Can Reboot Monkey cover both Manhattan and Secaucus facilities under one contract?

Yes. Reboot Monkey holds active access credentials at facilities across Manhattan (60 Hudson, 32 AoA, Equinix NY8, 375 Pearl Street) and the New Jersey suburbs (Equinix NY2, NY4, NY5 in Secaucus) under a single master service agreement. Clients managing infrastructure across both geographies use one Reboot Monkey contract, one SLA, and one point of contact.

What is NYIIX and how does it affect New York colocation?

NYIIX (New York Internet Exchange) is one of the oldest US internet exchanges, operating at Telehouse New York in Chelsea Market and at 111 Eighth Avenue. NYIIX provides neutral peering infrastructure for the New York market, enabling direct interconnection between ISPs, content networks, and enterprise networks. Access to NYIIX peering from a New York colocation facility reduces latency to major content networks and improves internet path diversity.

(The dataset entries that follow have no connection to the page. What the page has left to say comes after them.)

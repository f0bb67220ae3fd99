//! Planarity testing.
//!
//! [`Dmp`] splits the graph into biconnected blocks and embeds each block with
//! the Demoucron–Malgrange–Pertuiset face-insertion algorithm. A graph is
//! planar exactly when all of its blocks are.

use crate::error::{Error, Result};
use crate::graph::{Graph, VertexSet, bit, members};
use std::collections::VecDeque;

pub trait PlanarityTest {
    fn is_planar(&mut self, g: &Graph) -> Result<bool>;
}

/// Demoucron–Malgrange–Pertuiset embedding per biconnected block, behind an
/// Euler-bound prefilter.
#[derive(Debug, Default)]
pub struct Dmp {
    blocks_embedded: u64,
}

impl Dmp {
    pub fn new() -> Self {
        Self::default()
    }

    /// Number of blocks that needed a full embedding attempt.
    pub fn blocks_embedded(&self) -> u64 {
        self.blocks_embedded
    }
}

impl PlanarityTest for Dmp {
    fn is_planar(&mut self, g: &Graph) -> Result<bool> {
        if !within_euler_bound(g.order(), g.edge_count()) {
            return Ok(false);
        }
        for block in blocks(g) {
            if block.count_ones() < 5 {
                continue;
            }
            self.blocks_embedded += 1;
            if !Embedding::new(g, block).complete()? {
                return Ok(false);
            }
        }
        Ok(true)
    }
}

/// A simple planar graph on `n >= 3` vertices has at most `3n - 6` edges.
fn within_euler_bound(n: usize, m: usize) -> bool {
    n < 3 || m <= 3 * n - 6
}

/// =============== Biconnected blocks ===============

const UNSEEN: usize = usize::MAX;

struct BlockSearch<'a> {
    rows: &'a [VertexSet],
    disc: Vec<usize>,
    low: Vec<usize>,
    time: usize,
    edges: Vec<(usize, usize)>,
    found: Vec<VertexSet>,
}

impl BlockSearch<'_> {
    fn visit(&mut self, u: usize, parent: Option<usize>) {
        self.disc[u] = self.time;
        self.low[u] = self.time;
        self.time += 1;
        for v in members(self.rows[u]) {
            if self.disc[v] == UNSEEN {
                self.edges.push((u, v));
                self.visit(v, Some(u));
                self.low[u] = self.low[u].min(self.low[v]);
                if self.low[v] >= self.disc[u] {
                    let mut block = 0;
                    while let Some((a, b)) = self.edges.pop() {
                        block |= bit(a) | bit(b);
                        if (a, b) == (u, v) {
                            break;
                        }
                    }
                    self.found.push(block);
                }
            } else if Some(v) != parent && self.disc[v] < self.disc[u] {
                self.edges.push((u, v));
                self.low[u] = self.low[u].min(self.disc[v]);
            }
        }
    }
}

/// Vertex sets of the biconnected blocks of `g`. Bridges are blocks of two
/// vertices; isolated vertices belong to no block.
pub fn blocks(g: &Graph) -> Vec<VertexSet> {
    let n = g.order();
    let mut search = BlockSearch {
        rows: g.rows(),
        disc: vec![UNSEEN; n],
        low: vec![UNSEEN; n],
        time: 0,
        edges: Vec::new(),
        found: Vec::new(),
    };
    for v in 0..n {
        if search.disc[v] == UNSEEN {
            search.visit(v, None);
        }
    }
    search.found
}

/// =============== Face insertion ===============

/// A piece of the block that is not embedded yet.
#[derive(Debug)]
enum Fragment {
    /// A single edge between two embedded vertices.
    Edge(usize, usize),
    /// A component of the unembedded vertices with the embedded vertices it
    /// touches.
    Component { inner: VertexSet, attachments: VertexSet },
}

impl Fragment {
    fn attachments(&self) -> VertexSet {
        match *self {
            Fragment::Edge(u, v) => bit(u) | bit(v),
            Fragment::Component { attachments, .. } => attachments,
        }
    }
}

struct Embedding {
    block: VertexSet,
    /// Block adjacency; rows of vertices outside the block are empty.
    rows: Vec<VertexSet>,
    placed: VertexSet,
    placed_rows: Vec<VertexSet>,
    /// Faces as cyclic vertex sequences.
    faces: Vec<Vec<usize>>,
}

impl Embedding {
    fn new(g: &Graph, block: VertexSet) -> Self {
        let rows = (0..g.order())
            .map(|v| if block & bit(v) != 0 { g.nbhd(v) & block } else { 0 })
            .collect();
        Embedding {
            block,
            rows,
            placed: 0,
            placed_rows: vec![0; g.order()],
            faces: Vec::new(),
        }
    }

    /// Embeds the whole block, or reports that some fragment fits no face.
    fn complete(mut self) -> Result<bool> {
        let m = self.rows.iter().map(|r| r.count_ones() as usize).sum::<usize>() / 2;
        if !within_euler_bound(self.block.count_ones() as usize, m) {
            return Ok(false);
        }
        let cycle = self.initial_cycle()?;
        self.mark(&cycle);
        if let (Some(&first), Some(&last)) = (cycle.first(), cycle.last()) {
            self.placed_rows[first] |= bit(last);
            self.placed_rows[last] |= bit(first);
        }
        self.faces = vec![cycle.clone(), cycle];

        loop {
            let fragments = self.fragments();
            if fragments.is_empty() {
                return Ok(true);
            }
            let masks: Vec<VertexSet> = self
                .faces
                .iter()
                .map(|f| f.iter().fold(0, |acc, &v| acc | bit(v)))
                .collect();
            let mut choice = None;
            for fragment in &fragments {
                let need = fragment.attachments();
                let mut fitting = masks.iter().enumerate().filter(|&(_, m)| m & need == need);
                let Some((face, _)) = fitting.next() else {
                    return Ok(false);
                };
                let forced = fitting.next().is_none();
                if forced || choice.is_none() {
                    choice = Some((fragment, face));
                }
                if forced {
                    break;
                }
            }
            let Some((fragment, face)) = choice else {
                return Ok(false);
            };
            let path = self.path_through(fragment)?;
            self.split_face(face, path);
        }
    }

    /// A cycle through the lowest block vertex and its first neighbour.
    fn initial_cycle(&self) -> Result<Vec<usize>> {
        let u = self.block.trailing_zeros() as usize;
        let v = self.rows[u].trailing_zeros() as usize;
        // Shortest v..u path avoiding the edge uv.
        let mut parent = vec![UNSEEN; self.rows.len()];
        let mut queue = VecDeque::from([v]);
        let mut seen = bit(v);
        while let Some(x) = queue.pop_front() {
            let mut next = self.rows[x] & !seen;
            if x == v {
                next &= !bit(u);
            }
            for y in members(next) {
                parent[y] = x;
                seen |= bit(y);
                if y == u {
                    let mut cycle = vec![u];
                    let mut cur = x;
                    while cur != v {
                        cycle.push(cur);
                        cur = parent[cur];
                    }
                    cycle.push(v);
                    return Ok(cycle);
                }
                queue.push_back(y);
            }
        }
        Err(Error::Embedding(format!("block without a cycle through {u}-{v}")))
    }

    fn mark(&mut self, path: &[usize]) {
        for w in path.windows(2) {
            self.placed_rows[w[0]] |= bit(w[1]);
            self.placed_rows[w[1]] |= bit(w[0]);
        }
        self.placed |= path.iter().fold(0, |acc, &v| acc | bit(v));
    }

    fn fragments(&self) -> Vec<Fragment> {
        let mut out = Vec::new();
        for u in members(self.placed) {
            let open = self.rows[u] & self.placed & !self.placed_rows[u];
            for v in members(open).filter(|&v| v > u) {
                out.push(Fragment::Edge(u, v));
            }
        }
        let mut rest = self.block & !self.placed;
        while rest != 0 {
            let mut inner = bit(rest.trailing_zeros() as usize);
            let mut frontier = inner;
            while frontier != 0 {
                let reach = members(frontier).fold(0, |acc, x| acc | self.rows[x]);
                frontier = reach & rest & !inner;
                inner |= frontier;
            }
            rest &= !inner;
            let attachments = members(inner).fold(0, |acc, x| acc | self.rows[x]) & self.placed;
            out.push(Fragment::Component { inner, attachments });
        }
        out
    }

    /// A path through `fragment` between two of its attachments.
    fn path_through(&self, fragment: &Fragment) -> Result<Vec<usize>> {
        let (inner, attachments) = match *fragment {
            Fragment::Edge(u, v) => return Ok(vec![u, v]),
            Fragment::Component { inner, attachments } => (inner, attachments),
        };
        let mut ends = members(attachments);
        let (Some(a), Some(b)) = (ends.next(), ends.next()) else {
            return Err(Error::Embedding(format!(
                "fragment {inner:#b} has a single attachment inside a block"
            )));
        };
        let mut parent = vec![UNSEEN; self.rows.len()];
        let mut seen = 0;
        let mut queue = VecDeque::new();
        for x in members(self.rows[a] & inner) {
            parent[x] = a;
            seen |= bit(x);
            queue.push_back(x);
        }
        while let Some(x) = queue.pop_front() {
            if self.rows[x] & bit(b) != 0 {
                let mut path = vec![b, x];
                let mut cur = x;
                while parent[cur] != a {
                    cur = parent[cur];
                    path.push(cur);
                }
                path.push(a);
                path.reverse();
                return Ok(path);
            }
            for y in members(self.rows[x] & inner & !seen) {
                parent[y] = x;
                seen |= bit(y);
                queue.push_back(y);
            }
        }
        Err(Error::Embedding(format!(
            "fragment {inner:#b} does not connect its attachments {a} and {b}"
        )))
    }

    /// Draws `path` inside face `index`, splitting it in two.
    fn split_face(&mut self, index: usize, mut path: Vec<usize>) {
        let face = self.faces.swap_remove(index);
        let position = |v: usize| face.iter().position(|&f| f == v).unwrap_or(UNSEEN);
        let (mut i, mut j) = (position(path[0]), position(path[path.len() - 1]));
        if i > j {
            path.reverse();
            std::mem::swap(&mut i, &mut j);
        }
        let interior = &path[1..path.len() - 1];

        let mut first = face[i..=j].to_vec();
        first.extend(interior.iter().rev());
        let mut second = face[j..].to_vec();
        second.extend_from_slice(&face[..=i]);
        second.extend_from_slice(interior);

        self.faces.push(first);
        self.faces.push(second);
        self.mark(&path);
    }
}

How does Reboot Monkey manage change windows for financial trading environments in New York?

By default, all planned physical work for financial services clients in New York trading environments is scheduled outside market hours (before 09:30 ET or after 16:00 ET on trading days, accounting for NYSE and Nasdaq calendars). In-hours work requires explicit client approval. Engineers are briefed on market-hours restrictions before dispatch. This applies as standard for clients at Equinix NY4 in Secaucus and other trading-environment facilities.

What are the colocation support costs in New York?

Reboot Monkey prices by engineer tier: L1 escort and access under USD 20/hr, L2 rack and stack USD 20 to 30/hr, L3 break-fix USD 30 to 45/hr, L4 design USD 45 to 70/hr. Monthly retainer and block-hour quarterly packages are available. Formal quotes are provided within one business day.